Your assignment: Note each line in the data holding the string "content" and report it.

Saved data entries:
//! VersionRegistry - ledger of generated artifact versions

use crate::error::{IoContext, LifecycleError, LifecycleResult};
use crate::models::{
    Checkpoint, GenerationProvenance, VersionLedger, VersionMetadata, VersionStatus,
};
use crate::state::fsops::{self, StagedDir};
use crate::state::StorageLayout;
use chrono::Utc;
use std::path::Path;

/// Authoritative record of every artifact version for one codebase
///
/// Every mutation is applied to a copy of the ledger, written to disk, and only
/// then adopted in memory, so a failed write never leaves the two out of step.
pub struct VersionRegistry {
    layout: StorageLayout,
    ledger: VersionLedger,
}

impl VersionRegistry {
    /// Load the ledger for a codebase, starting empty if none exists yet
    pub fn open(layout: StorageLayout) -> LifecycleResult<Self> {
        let path = layout.ledger_path();
        let ledger = if path.exists() {
            let content = std::fs::read_to_string(&path).at_path(&path)?;
            let mut ledger: VersionLedger = serde_json::from_str(&content).map_err(|e| {
                LifecycleError::Integrity(format!(
                    "version ledger {} is unreadable: {}",
                    path.display(),
                    e
                ))
            })?;
            ledger.sort();
            ledger
        } else {
            VersionLedger::new(layout.codebase())
        };

        let active_count = ledger.versions.iter().filter(|v| v.is_active()).count();
        if active_count > 1 {
            tracing::warn!(
                codebase = layout.codebase(),
                active_count,
                "ledger has more than one active version; the next activation will repair it"
            );
        }

        Ok(Self { layout, ledger })
    }

    pub fn layout(&self) -> &StorageLayout {
        &self.layout
    }

    pub fn ledger(&self) -> &VersionLedger {
        &self.ledger
    }

    /// Next unused version number, derived from the ledger alone
    pub fn get_next_version(&self) -> u32 {
        self.ledger.next_version()
    }

    /// All versions in ascending order
    pub fn list_versions(&self) -> &[VersionMetadata] {
        &self.ledger.versions
    }

    pub fn get_version(&self, version: u32) -> LifecycleResult<&VersionMetadata> {
        self.ledger
            .find(version)
            .ok_or_else(|| LifecycleError::NotFound(format!("version {}", version)))
    }

    pub fn active_version(&self) -> Option<&VersionMetadata> {
        self.ledger.active()
    }

    // =========================================================================
    // Registration
    // =========================================================================

    /// Store a validated generation and make it the active version
    pub fn register_version(
        &mut self,
        source_tree: &Path,
        binary: Option<&Path>,
        provenance: GenerationProvenance,
        validation_passed: bool,
        notes: Option<String>,
    ) -> LifecycleResult<VersionMetadata> {
        let metadata = self.store_version(
            source_tree,
            binary,
            provenance,
            validation_passed,
            notes,
            VersionStatus::Archived,
        )?;
        let version = metadata.version;

        let mut next = self.ledger.clone();
        next.insert(metadata);
        next.activate(version);

        if let Err(e) = self.commit(next) {
            self.discard_storage(version);
            return Err(e);
        }

        tracing::info!(codebase = self.layout.codebase(), version, "registered new active version");
        self.get_version(version).cloned()
    }

    /// Keep a generation that failed validation for inspection, without activating it
    pub fn record_failed_version(
        &mut self,
        source_tree: &Path,
        binary: Option<&Path>,
        provenance: GenerationProvenance,
        notes: Option<String>,
    ) -> LifecycleResult<VersionMetadata> {
        let metadata = self.store_version(
            source_tree,
            binary,
            provenance,
            false,
            notes,
            VersionStatus::Failed,
        )?;
        let version = metadata.version;

        let mut next = self.ledger.clone();
        next.insert(metadata);

        if let Err(e) = self.commit(next) {
            self.discard_storage(version);
            return Err(e);
        }

        tracing::warn!(codebase = self.layout.codebase(), version, "recorded failed generation");
        self.get_version(version).cloned()
    }

    /// Copy source (and binary) into version-scoped storage
    fn store_version(
        &self,
        source_tree: &Path,
        binary: Option<&Path>,
        provenance: GenerationProvenance,
        validation_passed: bool,
        notes: Option<String>,
        status: VersionStatus,
    ) -> LifecycleResult<VersionMetadata> {
        let version = self.get_next_version();
        let version_dir = self.layout.version_dir(version);

        let staged = StagedDir::beside(&version_dir)?;
        let staged_source = staged.path().join("source");
        fsops::copy_dir_all(source_tree, &staged_source)?;
        let source_digest = fsops::tree_digest(&staged_source)?;

        let binary_path = match binary {
            Some(binary) => {
                let file_name = binary.file_name().ok_or_else(|| {
                    LifecycleError::Integrity(format!(
                        "binary path has no file name: {}",
                        binary.display()
                    ))
                })?;
                fsops::copy_executable(binary, &staged.path().join("bin").join(file_name))?;
                Some(self.layout.version_bin_dir(version).join(file_name))
            }
            None => None,
        };

        staged.commit(&version_dir)?;

        Ok(VersionMetadata {
            version,
            created_at: Utc::now(),
            source_path: self.layout.version_source_dir(version),
            binary_path,
            status,
            provenance,
            validation_passed,
            notes,
            source_digest: Some(source_digest),
            checkpoints: Vec::new(),
        })
    }

    // =========================================================================
    // Status Management
    // =========================================================================

    /// Make `version` the only active version; repeated calls are no-ops
    pub fn set_active_version(&mut self, version: u32) -> LifecycleResult<()> {
        let target = self.get_version(version)?;
        if target.status == VersionStatus::Failed {
            tracing::warn!(
                codebase = self.layout.codebase(),
                version,
                "activating a version that failed validation"
            );
        }

        let mut next = self.ledger.clone();
        if next.activate(version) {
            self.commit(next)?;
            tracing::info!(codebase = self.layout.codebase(), version, "activated version");
        }
        Ok(())
    }

    /// Force `version` to archived
    ///
    /// Archiving the active version hands the active pointer to the newest other
    /// archived version; with no such version the call fails instead of leaving
    /// the codebase without an active artifact.
    pub fn archive_version(&mut self, version: u32) -> LifecycleResult<()> {
        let target = self.get_version(version)?;
        if target.status == VersionStatus::Archived {
            return Ok(());
        }

        let successor = if target.is_active() {
            let successor = self
                .ledger
                .versions
                .iter()
                .rev()
                .find(|v| v.version != version && v.status == VersionStatus::Archived)
                .map(|v| v.version)
                .ok_or_else(|| {
                    LifecycleError::Integrity(format!(
                        "version {} is the only activatable version and cannot be archived",
                        version
                    ))
                })?;
            Some(successor)
        } else {
            None
        };

        let mut next = self.ledger.clone();
        if let Some(entry) = next.find_mut(version) {
            entry.status = VersionStatus::Archived;
        }
        if let Some(successor) = successor {
            next.activate(successor);
        }
        self.commit(next)?;

        tracing::info!(
            codebase = self.layout.codebase(),
            version,
            promoted = ?successor,
            "archived version"
        );
        Ok(())
    }

    /// Permanently remove a non-active version and its storage
    pub fn delete_version(&mut self, version: u32) -> LifecycleResult<()> {
        if self.get_version(version)?.is_active() {
            return Err(LifecycleError::Integrity(format!(
                "version {} is active and cannot be deleted",
                version
            )));
        }

        fsops::remove_dir_if_exists(&self.layout.version_dir(version))?;

        let mut next = self.ledger.clone();
        next.remove(version);
        self.commit(next)?;

        tracing::info!(codebase = self.layout.codebase(), version, "deleted version");
        Ok(())
    }

    /// Attach a checkpoint note to a version
    pub fn add_checkpoint(
        &mut self,
        version: u32,
        notes: impl Into<String>,
    ) -> LifecycleResult<VersionMetadata> {
        self.get_version(version)?;

        let mut next = self.ledger.clone();
        if let Some(entry) = next.find_mut(version) {
            entry.checkpoints.push(Checkpoint {
                created_at: Utc::now(),
                notes: notes.into(),
            });
        }
        self.commit(next)?;
        self.get_version(version).cloned()
    }

    /// Put back a ledger captured before a multi-step operation that failed
    pub(crate) fn restore_ledger(&mut self, ledger: VersionLedger) -> LifecycleResult<()> {
        if ledger == self.ledger {
            return Ok(());
        }
        self.commit(ledger)
    }

    // =========================================================================
    // Persistence
    // =========================================================================

    fn commit(&mut self, next: VersionLedger) -> LifecycleResult<()> {
        fsops::write_json_atomic(&self.layout.ledger_path(), &next)?;
        self.ledger = next;
        Ok(())
    }

    fn discard_storage(&self, version: u32) {
        let dir = self.layout.version_dir(version);
        if let Err(e) = fsops::remove_dir_if_exists(&dir) {
            tracing::warn!(path = %dir.display(), error = %e, "failed to clean up version storage");
        }
    }
}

Problem solution:
            let content = std::fs::read_to_string(&path).at_path(&path)?;
            let mut ledger: VersionLedger = serde_json::from_str(&content).map_err(|e| {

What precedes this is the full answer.